Friday, 4 January 2019

Experience

Christmastide (Friday, 4 January 2019)

1 John 3:7-10. Psalm 98:1, 7-9. John 1:35-42. (Please click the following link for the above readings http://www.usccb.org/bible/readings/010419.cfm.)

“We have found the Messiah.”

We all have beautiful ideas about God. We do a lot of "God talk" too. But do we have a genuine experience of God? I think that is the most important life-question that we need to answer ourselves, if not others.

Because that's the great moment in all divine revelation, when beautiful ideas drop in from head to heart, when we move from the level of dogma to experience, when it's not something that we merely believe, but in a real sense something that we know. If we don't encounter God we remain in the superficial level of religion, which leads us to the danger of idolatry and fanaticism.

Without an experience of God, people don't enjoy church services. Many of them stop attending church. Others those who do attend church and have no God experience are faithful to the externals of religion. People the most obedient to commandment and church formulas can very often be the hardest to convert. They've take the symbol for the substance. They've taken the ritual for the reality. They've take the means for the end and become inoculated from the experience of the real thing. That's called idolatry, when we worship and protect the means. It actually keeps us from the journey to the end. Religions should be understood as only the fingers that point to the moon, not the moon itself.

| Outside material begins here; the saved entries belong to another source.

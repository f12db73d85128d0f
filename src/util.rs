/// Numeric display helpers.
///
/// This module renders evaluation results for people: integral values
/// without a fractional part, negative zero as `0`, and optional rounding to
/// a fixed number of decimals. None of this affects computed or cached
/// values.
pub mod num;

Until people have had some level of inner spiritual experience, there is no point in asking them to follow the ethical ideals of Jesus. Indeed they will not be able to understand them. They will not be able understand religious beliefs beyond the level of formulas and dogmas. Unless we experience healing we can't give healing. Unless we experience forgiveness and love, we can't forgive or love others. Unless we experience and enjoy God, we won't be able to give God to others.

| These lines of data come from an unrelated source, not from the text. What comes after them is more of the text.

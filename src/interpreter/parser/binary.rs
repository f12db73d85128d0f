use std::iter::Peekable;

use crate::{
    ast::{BinaryOperator, Expr},
    interpreter::{
        lexer::{Spanned, Token},
        parser::{core::ParseResult, unary::parse_unary},
    },
};

/// Parses addition and subtraction expressions.
///
/// Handles left-associative binary operators: `+` and `-`.
///
/// The rule is: `additive := multiplicative (("+" | "-") multiplicative)*`
///
/// # Parameters
/// - `tokens`: Token stream with offsets.
///
/// # Returns
/// An `Expr::BinaryOp` tree representing the parsed expression.
pub fn parse_additive<'a, I>(tokens: &mut Peekable<I>) -> ParseResult<Expr>
    where I: Iterator<Item = &'a Spanned> + Clone
{
    let mut left = parse_multiplicative(tokens)?;
    loop {
        if let Some((token, position)) = tokens.peek()
           && let Some(op) = token_to_binary_operator(token)
           && matches!(op, BinaryOperator::Add | BinaryOperator::Sub)
        {
            let position = *position;
            tokens.next();
            let right = parse_multiplicative(tokens)?;
            left = Expr::BinaryOp { left: Box::new(left),
                                    op,
                                    right: Box::new(right),
                                    position };
            continue;
        }
        break;
    }
    Ok(left)
}

/// Parses multiplication-level expressions.
///
/// Handles left-associative operators `*` and `/`.
///
/// The rule is: `multiplicative := unary (("*" | "/") unary)*`
///
/// # Parameters
/// - `tokens`: Token stream with offsets.
///
/// # Returns
/// A binary expression tree combining unary-level nodes.
pub fn parse_multiplicative<'a, I>(tokens: &mut Peekable<I>) -> ParseResult<Expr>
    where I: Iterator<Item = &'a Spanned> + Clone
{
    let mut left = parse_unary(tokens)?;
    loop {
        if let Some((token, position)) = tokens.peek()
           && let Some(op) = token_to_binary_operator(token)
           && matches!(op, BinaryOperator::Mul | BinaryOperator::Div)
        {
            let position = *position;
            tokens.next();
            let right = parse_unary(tokens)?;
            left = Expr::BinaryOp { left: Box::new(left),
                                    op,
                                    right: Box::new(right),
                                    position };
            continue;
        }
        break;
    }
    Ok(left)
}

/// Maps a token to its corresponding binary operator.
///
/// Returns `None` for numbers, parentheses and the end marker.
///
/// # Example
/// ```
/// use memocalc::{
///     ast::BinaryOperator,
///     interpreter::{lexer::Token, parser::binary::token_to_binary_operator},
/// };
///
/// assert_eq!(token_to_binary_operator(&Token::Plus),
///            Some(BinaryOperator::Add));
/// assert_eq!(token_to_binary_operator(&Token::LParen), None);
/// ```
#[must_use]
pub const fn token_to_binary_operator(token: &Token) -> Option<BinaryOperator> {
    match token {
        Token::Plus => Some(BinaryOperator::Add),
        Token::Minus => Some(BinaryOperator::Sub),
        Token::Star => Some(BinaryOperator::Mul),
        Token::Slash => Some(BinaryOperator::Div),
        _ => None,
    }
}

God is available to all of us. Not just to nuns and monks. God is there for us in each and every moment. As Eckhart Tolle tells us in _The Power of Now_, we don't have to be in a perfect place to experience the fullness of God, or we don't even have to be a perfect person to experience God. He is with us, and for us, and even within us at this moment. Perhaps, He's so easily available that we can easily miss Him.

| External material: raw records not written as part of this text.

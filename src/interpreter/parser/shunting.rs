use std::fmt;

use crate::{
    ast::{BinaryOperator, UNARY_PRECEDENCE, UnaryOperator},
    error::ParseError,
    interpreter::{
        lexer::{Spanned, Token},
        parser::{binary::token_to_binary_operator, core::ParseResult, utils::misplaced_after_operand},
    },
};

/// One element of a reverse-Polish sequence.
#[derive(Debug, Clone, Copy, PartialEq)]
pub enum PostfixItem {
    /// Pushes a value.
    Number(f64),
    /// Pops one operand, pushes the result.
    Unary(UnaryOperator),
    /// Pops the right then the left operand, pushes the result.
    Binary(BinaryOperator),
}

impl fmt::Display for PostfixItem {
    fn fmt(&self, f: &mut fmt::Formatter<'_>) -> fmt::Result {
        match self {
            Self::Number(value) => write!(f, "{value}"),
            // `~` keeps unary minus distinguishable from subtraction.
            Self::Unary(UnaryOperator::Negate) => write!(f, "~"),
            Self::Unary(UnaryOperator::Plus) => write!(f, "#"),
            Self::Binary(op) => write!(f, "{op}"),
        }
    }
}

/// Renders a postfix sequence as space separated items, e.g. `2 3 4 * +`.
#[must_use]
pub fn render_postfix(items: &[(PostfixItem, usize)]) -> String {
    items.iter()
         .map(|(item, _)| item.to_string())
         .collect::<Vec<_>>()
         .join(" ")
}

/// Entries of the operator stack.
#[derive(Debug, Clone, Copy)]
enum Pending {
    Open(usize),
    Unary(UnaryOperator, usize),
    Binary(BinaryOperator, usize),
}

impl Pending {
    /// Converts a stacked operator into its output item. `(` never reaches
    /// the output.
    const fn emit(self) -> Option<(PostfixItem, usize)> {
        match self {
            Self::Open(_) => None,
            Self::Unary(op, position) => Some((PostfixItem::Unary(op), position)),
            Self::Binary(op, position) => Some((PostfixItem::Binary(op), position)),
        }
    }

    const fn precedence(self) -> Option<u8> {
        match self {
            Self::Open(_) => None,
            Self::Unary(..) => Some(UNARY_PRECEDENCE),
            Self::Binary(op, _) => Some(op.precedence()),
        }
    }
}

/// Converts an infix token sequence to reverse-Polish order.
///
/// Numbers go straight to the output. A binary operator first pops every
/// stacked operator whose precedence is greater than or equal to its own,
/// which makes equal-precedence operators left-associative. Prefix signs are
/// pushed without popping and carry the highest precedence. `(` is pushed
/// unconditionally; `)` pops up to the matching `(` and discards it. At the
/// end of input everything left is popped.
///
/// The conversion also tracks whether an operand or an operator is expected
/// next, so malformed input is rejected with the same errors the descent
/// parser reports instead of producing an unevaluable sequence.
///
/// # Errors
/// - [`ParseError::UnmatchedClose`] for a `)` with no `(` on the stack.
/// - [`ParseError::UnmatchedOpen`] for a `(` still stacked at the end.
/// - [`ParseError::MissingOperand`], [`ParseError::UnexpectedToken`] or
///   [`ParseError::TrailingInput`] for misplaced tokens.
///
/// # Example
/// ```
/// use memocalc::interpreter::{
///     lexer::tokenize,
///     parser::shunting::{render_postfix, to_postfix},
/// };
///
/// let postfix = to_postfix(&tokenize("2+3*4").unwrap()).unwrap();
/// assert_eq!(render_postfix(&postfix), "2 3 4 * +");
///
/// let postfix = to_postfix(&tokenize("(2+3)*-4").unwrap()).unwrap();
/// assert_eq!(render_postfix(&postfix), "2 3 + 4 ~ *");
/// ```
pub fn to_postfix(tokens: &[Spanned]) -> ParseResult<Vec<(PostfixItem, usize)>> {
    let mut output = Vec::with_capacity(tokens.len());
    let mut stack: Vec<Pending> = Vec::new();
    let mut expect_operand = true;

    for &(token, position) in tokens {
        if expect_operand {
            match token {
                Token::Number(value) => {
                    output.push((PostfixItem::Number(value), position));
                    expect_operand = false;
                },
                Token::LParen => stack.push(Pending::Open(position)),
                Token::Minus => stack.push(Pending::Unary(UnaryOperator::Negate, position)),
                Token::Plus => stack.push(Pending::Unary(UnaryOperator::Plus, position)),
                Token::Star | Token::Slash | Token::RParen | Token::End => {
                    return Err(ParseError::MissingOperand { found: token.to_string(),
                                                            position });
                },
            }
            continue;
        }

        match token {
            Token::Plus | Token::Minus | Token::Star | Token::Slash => {
                let Some(op) = token_to_binary_operator(&token) else {
                    continue;
                };
                while let Some(&top) = stack.last()
                      && top.precedence().is_some_and(|p| p >= op.precedence())
                {
                    stack.pop();
                    output.extend(top.emit());
                }
                stack.push(Pending::Binary(op, position));
                expect_operand = true;
            },
            Token::RParen => loop {
                match stack.pop() {
                    Some(Pending::Open(_)) => break,
                    Some(pending) => output.extend(pending.emit()),
                    None => return Err(ParseError::UnmatchedClose { position }),
                }
            },
            Token::End => {
                while let Some(pending) = stack.pop() {
                    if let Pending::Open(open) = pending {
                        return Err(ParseError::UnmatchedOpen { position: open });
                    }
                    output.extend(pending.emit());
                }
                return Ok(output);
            },
            Token::Number(_) | Token::LParen => {
                return Err(misplaced_after_operand(&token, position));
            },
        }
    }

    // Sequences from `tokenize` always end with `End`; anything else is cut
    // short and still needs an operand or a closing parenthesis.
    if expect_operand {
        return Err(ParseError::MissingOperand { found:    Token::End.to_string(),
                                                position: tokens.last().map_or(0, |(_, p)| *p), });
    }
    while let Some(pending) = stack.pop() {
        if let Pending::Open(open) = pending {
            return Err(ParseError::UnmatchedOpen { position: open });
        }
        output.extend(pending.emit());
    }
    Ok(output)
}

#[cfg(test)]
mod tests {
    use super::*;
    use crate::interpreter::lexer::tokenize;

    fn postfix(source: &str) -> ParseResult<String> {
        to_postfix(&tokenize(source).unwrap()).map(|items| render_postfix(&items))
    }

    #[test]
    fn precedence_and_associativity() {
        assert_eq!(postfix("2+3*4"), Ok("2 3 4 * +".to_string()));
        assert_eq!(postfix("(2+3)*4"), Ok("2 3 + 4 *".to_string()));
        assert_eq!(postfix("10-2-3"), Ok("10 2 - 3 -".to_string()));
        assert_eq!(postfix("8/4*2"), Ok("8 4 / 2 *".to_string()));
    }

    #[test]
    fn prefix_signs() {
        assert_eq!(postfix("--5"), Ok("5 ~ ~".to_string()));
        assert_eq!(postfix("-2*3"), Ok("2 ~ 3 *".to_string()));
        assert_eq!(postfix("+(1)"), Ok("1 #".to_string()));
        assert_eq!(postfix("-(2+3)"), Ok("2 3 + ~".to_string()));
    }

    #[test]
    fn positions_follow_the_operators() {
        let items = to_postfix(&tokenize("1-2").unwrap()).unwrap();
        assert_eq!(items,
                   vec![(PostfixItem::Number(1.0), 0),
                        (PostfixItem::Number(2.0), 2),
                        (PostfixItem::Binary(BinaryOperator::Sub), 1)]);
    }

    #[test]
    fn parenthesis_mismatches() {
        assert_eq!(postfix("2+3)"), Err(ParseError::UnmatchedClose { position: 3 }));
        assert_eq!(postfix("(2+3"), Err(ParseError::UnmatchedOpen { position: 0 }));
        assert_eq!(postfix("(1+(2"), Err(ParseError::UnmatchedOpen { position: 3 }));
    }

    #[test]
    fn misplaced_tokens() {
        assert!(matches!(postfix("2+"), Err(ParseError::MissingOperand { position: 2, .. })));
        assert!(matches!(postfix("/2"), Err(ParseError::MissingOperand { position: 0, .. })));
        assert!(matches!(postfix("(2)3"), Err(ParseError::UnexpectedToken { position: 3, .. })));
        assert!(matches!(postfix("2(3)"), Err(ParseError::TrailingInput { position: 1, .. })));
    }

    #[test]
    fn truncated_sequence_without_end() {
        let tokens = tokenize("(1+2").unwrap();
        let without_end = &tokens[..tokens.len() - 1];
        assert_eq!(to_postfix(without_end), Err(ParseError::UnmatchedOpen { position: 0 }));

        let dangling = &tokenize("1+").unwrap()[..2];
        assert!(matches!(to_postfix(dangling), Err(ParseError::MissingOperand { .. })));
    }
}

In other words, God is always given, incarnate in every moment and present to those who know how to be present themselves. Strangely enough, it is often imperfect people and people in quite secular settings who encounter "The Presence" (Parousia, "fullness"). That pattern is rather clear in the whole Bible.

Whenever we embrace reality we embrace God, whenever we embrace life as it is then we embrace God. He hides behind our own lives, but perfectly reveals Himself in and within our lives—whether broken or full, whether good or bad.

So we need to find time for God (and for ourselves), and that's the only way we can find our Messiah. To let the moment teach us, we must allow ourselves to be at least slightly _stunned_ by it until it draws us inward and upward, towards a subtle experience of wonder, an experience of awe. And then comes the surrender to this Mystery whom we call God. The spiritual journey, as all religious traditions witness, is a constant interplay between moments of awe followed by a general process of surrender to that moment.

We need such an attitude (variously called as prayer or spirituality or contemplation) that measures life in the light of religious experience. Let us today allow within us a moment or two where we experience awe followed by surrender.